As part of the "Dignity Begins at Home" campaign, the ACLU has launched a new website, www.udhr60.com. The website contains information about the UDHR and a petition calling on the U.S. government and the next president to recommit to the Declaration.
In addition, the ACLU is holding a video contest for youth. Contestants between the ages of 16 and 23 years old are asked to submit an original short video about an article in the UDHR. The winner will be flown to New York City to attend the U.N. General Assembly session celebrating the anniversary on December 10, 2008. The winning video will be featured on YouTube and www.udhr60.com.
"Our goal is to ensure that the principles of the Universal Declaration of Human Rights are recognized and enforced in the United States," said Dakwar. "The struggle for universal human rights is far from over, and the next administration can lead by example by renewing the U.S. commitment to dignity for all here at home."

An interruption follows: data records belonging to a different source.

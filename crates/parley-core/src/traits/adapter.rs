// SPDX-FileCopyrightText: 2026 Parley Contributors
// SPDX-License-Identifier: MIT OR Apache-2.0

//! Platform adapter trait (Slack, Teams, Google Chat, Discord, ...).

use std::sync::Arc;

use async_trait::async_trait;
use bytes::Bytes;

use crate::error::ChatError;
use crate::events::WebhookOptions;
use crate::message::Message;
use crate::postable::{AdapterPostableMessage, ModalElement, TextStream};
use crate::traits::dispatcher::Dispatcher;
use crate::types::{
    AdapterCapabilities, ChannelInfo, EmojiValue, EphemeralMessage, FetchOptions, FetchResult,
    ListThreadsOptions, ListThreadsResult, RawMessage, StreamOptions, ThreadInfo,
};

/// Adapter for one chat platform.
///
/// Adapters normalize inbound webhooks into [`Message`]s and events, hand them
/// to the [`Dispatcher`] they received in [`Adapter::initialize`], and perform
/// every outbound call. Thread IDs are opaque but adapter-prefixed
/// (`"<adapter>:<channel>:<thread>"`).
///
/// Optional operations default to [`ChatError::NotSupported`]; an adapter that
/// overrides one must also advertise it in [`Adapter::capabilities`].
#[async_trait]
pub trait Adapter: Send + Sync + 'static {
    /// Registry key and thread ID prefix.
    fn name(&self) -> &str;

    /// The bot's display name on this platform, used for mention detection.
    fn user_name(&self) -> &str;

    /// The bot's platform user ID, if known.
    fn bot_user_id(&self) -> Option<&str> {
        None
    }

    fn capabilities(&self) -> AdapterCapabilities {
        AdapterCapabilities::default()
    }

    /// Called once per dispatcher initialization.
    async fn initialize(&self, dispatcher: Arc<dyn Dispatcher>) -> Result<(), ChatError>;

    /// Verifies and parses a raw webhook, calling back into the dispatcher.
    async fn handle_webhook(
        &self,
        request: http::Request<Bytes>,
        options: WebhookOptions,
    ) -> Result<http::Response<Bytes>, ChatError>;

    async fn post_message(
        &self,
        thread_id: &str,
        message: &AdapterPostableMessage,
    ) -> Result<RawMessage, ChatError>;

    async fn edit_message(
        &self,
        thread_id: &str,
        message_id: &str,
        message: &AdapterPostableMessage,
    ) -> Result<RawMessage, ChatError>;

    async fn delete_message(&self, thread_id: &str, message_id: &str) -> Result<(), ChatError>;

    async fn add_reaction(
        &self,
        thread_id: &str,
        message_id: &str,
        emoji: &EmojiValue,
    ) -> Result<(), ChatError>;

    async fn remove_reaction(
        &self,
        thread_id: &str,
        message_id: &str,
        emoji: &EmojiValue,
    ) -> Result<(), ChatError>;

    async fn start_typing(&self, thread_id: &str) -> Result<(), ChatError>;

    /// Fetches one chronological page of a thread's history.
    async fn fetch_messages(
        &self,
        thread_id: &str,
        options: FetchOptions,
    ) -> Result<FetchResult, ChatError>;

    async fn fetch_thread(&self, thread_id: &str) -> Result<ThreadInfo, ChatError>;

    fn encode_thread_id(&self, data: &serde_json::Value) -> Result<String, ChatError>;

    fn decode_thread_id(&self, thread_id: &str) -> Result<serde_json::Value, ChatError>;

    fn parse_message(&self, raw: &serde_json::Value) -> Result<Message, ChatError>;

    /// Renders a markdown AST to the platform's text format.
    fn render_formatted(&self, ast: &serde_json::Value) -> String;

    fn is_dm(&self, _thread_id: &str) -> bool {
        false
    }

    /// Overrides the default `first-two-segments` channel derivation.
    fn channel_id_from_thread_id(&self, _thread_id: &str) -> Option<String> {
        None
    }

    async fn on_thread_subscribe(&self, _thread_id: &str) -> Result<(), ChatError> {
        Ok(())
    }

    /// Opens (or finds) a DM with the user and returns its thread ID.
    async fn open_dm(&self, _user_id: &str) -> Result<String, ChatError> {
        Err(ChatError::not_supported(self.name(), "open_dm"))
    }

    async fn open_modal(
        &self,
        _trigger_id: &str,
        _modal: &ModalElement,
        _context_id: Option<&str>,
    ) -> Result<String, ChatError> {
        Err(ChatError::not_supported(self.name(), "open_modal"))
    }

    /// Streams a reply natively. The adapter owns pacing entirely.
    async fn stream(
        &self,
        _thread_id: &str,
        _stream: TextStream,
        _options: &StreamOptions,
    ) -> Result<RawMessage, ChatError> {
        Err(ChatError::not_supported(self.name(), "stream"))
    }

    async fn post_ephemeral(
        &self,
        _thread_id: &str,
        _user_id: &str,
        _message: &AdapterPostableMessage,
    ) -> Result<EphemeralMessage, ChatError> {
        Err(ChatError::not_supported(self.name(), "post_ephemeral"))
    }

    async fn post_channel_message(
        &self,
        _channel_id: &str,
        _message: &AdapterPostableMessage,
    ) -> Result<RawMessage, ChatError> {
        Err(ChatError::not_supported(self.name(), "post_channel_message"))
    }

    async fn fetch_channel_messages(
        &self,
        _channel_id: &str,
        _options: FetchOptions,
    ) -> Result<FetchResult, ChatError> {
        Err(ChatError::not_supported(self.name(), "fetch_channel_messages"))
    }

    async fn fetch_channel_info(&self, _channel_id: &str) -> Result<ChannelInfo, ChatError> {
        Err(ChatError::not_supported(self.name(), "fetch_channel_info"))
    }

    async fn list_threads(
        &self,
        _channel_id: &str,
        _options: ListThreadsOptions,
    ) -> Result<ListThreadsResult, ChatError> {
        Err(ChatError::not_supported(self.name(), "list_threads"))
    }

    async fn fetch_message(
        &self,
        _thread_id: &str,
        _message_id: &str,
    ) -> Result<Option<Message>, ChatError> {
        Err(ChatError::not_supported(self.name(), "fetch_message"))
    }
}

/// Derives the channel ID that owns `thread_id`.
///
/// Uses the adapter's override when present, otherwise the first two
/// colon-separated segments (`"slack:C1:t1"` -> `"slack:C1"`).
pub fn derive_channel_id(adapter: &dyn Adapter, thread_id: &str) -> String {
    adapter
        .channel_id_from_thread_id(thread_id)
        .unwrap_or_else(|| default_channel_id(thread_id))
}

pub fn default_channel_id(thread_id: &str) -> String {
    thread_id.splitn(3, ':').take(2).collect::<Vec<_>>().join(":")
}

Adopted by the United Nations on December 10, 1948, the UDHR details the basic rights and protections guaranteed to all people, regardless of "race, color, sex, language, religion, political or other opinion, national or social origin, property, birth or other status." The UDHR was drafted in the aftermath of World War II in reaction to the mass targeting and killing of people because of their race, religion, sexuality and opinions. Eleanor Roosevelt chaired the U.N. Commission on Human Rights, which drafted the declaration.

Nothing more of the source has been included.